Prometheus scrapes metrics as above.
Grafana mixed panels show metric time series alongside log streams ({app="myapp", level="error"}).

Gotchas: Plan Loki labels well; Promtail needs file-read permissions.

Full-Stack Observability for Microservices

Goal: End-to-end traces, metrics and logs.

Instrument services with OpenTelemetry SDK (or auto-instrument).
Deploy Collector with pipelines for OTLP → Prometheus, Loki and Jaeger exporters.
(Optional) Buffer bursts via Collector → Kafka → downstream exporters.
Prometheus scrapes Collector; Loki and Jaeger receive logs and spans.
Grafana dashboards combine metrics, log panels and trace timelines.

Gotchas: Tune Collector batch sizes/limits and choose an appropriate trace sampling rate.

High-Volume IoT Telemetry

Goal: Ingest millions of device metrics/logs reliably.

Edge Collector receives OTLP (OpenTelemetry Protocol) or HTTP from devices, adds device metadata.
Collector exports to Kafka topic iot-telemetry.
Consumers read from Kafka:

Prometheus remote-write (or Thanos) for metrics
Fluentd for logs → Loki or Elasticsearch
Collector for traces → Tempo

Grafana device health maps, global trends, error heatmaps and trace explorer.

Gotchas: Partition Kafka by region; tune retention and compaction.

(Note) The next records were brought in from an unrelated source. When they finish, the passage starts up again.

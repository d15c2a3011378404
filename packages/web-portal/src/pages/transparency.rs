//! Public ledger view, open without signing in

use dioxus::prelude::*;
use treasury_client::{format_kes, Kpis, Transaction, TreasuryError};

use super::TransactionTable;
use crate::auth::use_session;
use crate::components::{LoadError, LoadingSpinner, StatCard};
use crate::routes::Route;

struct PublicLedger {
    kpis: Kpis,
    wallets: usize,
    blocks: usize,
    latest: Vec<Transaction>,
}

#[component]
pub fn Transparency() -> Element {
    let session = use_session();
    let client = session.client.clone();

    let ledger = use_resource(move || {
        let client = client.clone();
        async move {
            let transactions = client.transactions().await?;
            Ok::<_, TreasuryError>(PublicLedger {
                kpis: Kpis::from_transactions(&transactions),
                wallets: client.wallet_count().await?,
                blocks: client.block_count().await?,
                latest: transactions.into_iter().rev().take(20).collect(),
            })
        }
    });

    let (back, back_label) = if session.is_authenticated() {
        (Route::Dashboard {}, "Back to the portal")
    } else {
        (Route::Login {}, "Office sign in")
    };

    rsx! {
        div {
            class: "min-h-screen bg-gray-50",
            header {
                class: "bg-emerald-800 text-white",
                div {
                    class: "max-w-6xl mx-auto px-6 py-10",
                    h1 { class: "text-3xl font-bold mb-2", "National Financial Transparency Portal" }
                    p { class: "text-emerald-100", "Every public transfer, as recorded on the ledger." }
                    Link { to: back, class: "inline-block mt-4 text-sm underline", "{back_label}" }
                }
            }

            main {
                class: "max-w-6xl mx-auto px-6 py-8",
                match &*ledger.read() {
                    Some(Ok(ledger)) => rsx! {
                        div {
                            class: "grid grid-cols-1 md:grid-cols-4 gap-6 mb-8",
                            StatCard { title: "Public Funds Moved", value: format_kes(ledger.kpis.total_volume) }
                            StatCard { title: "Transactions", value: ledger.kpis.total_transactions.to_string(), color: "blue" }
                            StatCard { title: "Wallets", value: ledger.wallets.to_string(), color: "amber" }
                            StatCard { title: "Blocks", value: ledger.blocks.to_string(), color: "blue" }
                        }
                        TransactionTable { transactions: ledger.latest.clone(), title: "Latest Transactions" }
                    },
                    Some(Err(e)) => rsx! { LoadError { message: e.user_message() } },
                    None => rsx! { LoadingSpinner {} },
                }
            }
        }
    }
}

Heavy Log-Processing Pipeline

Goal: Multi-stage parsing, enrichment and routing to multiple sinks.

Logstash ingest via Beats input, apply grok, geoip, mutate filters.
Output to Elasticsearch for full-text search and to Kafka for real-time consumers.
Optionally use Fluentd/Logstash to consume from Kafka → normalize → push to Loki.
Kibana for ad-hoc searches; Grafana + Loki panels for dashboards and log-based alerts.

Gotchas: Allocate sufficient JVM heap for Logstash; manage Elasticsearch index lifecycles.

Key overlaps and alternatives

Logstash vs Fluentd vs OT Collector for log ingestion and transformation
Prometheus Pushgateway vs OT Collector for pushed metrics
Zookeeper vs KRaft as Kafka coordinator
Loki vs Elasticsearch for log indexing and querying

Bottom line: Standardize on OpenTelemetry for unified instrumentation and collection, then choose storage backends - Prometheus for metrics, Loki or Elasticsearch for logs, Jaeger/Tempo for traces - and visualize and alert on everything in Grafana (and Kibana where needed).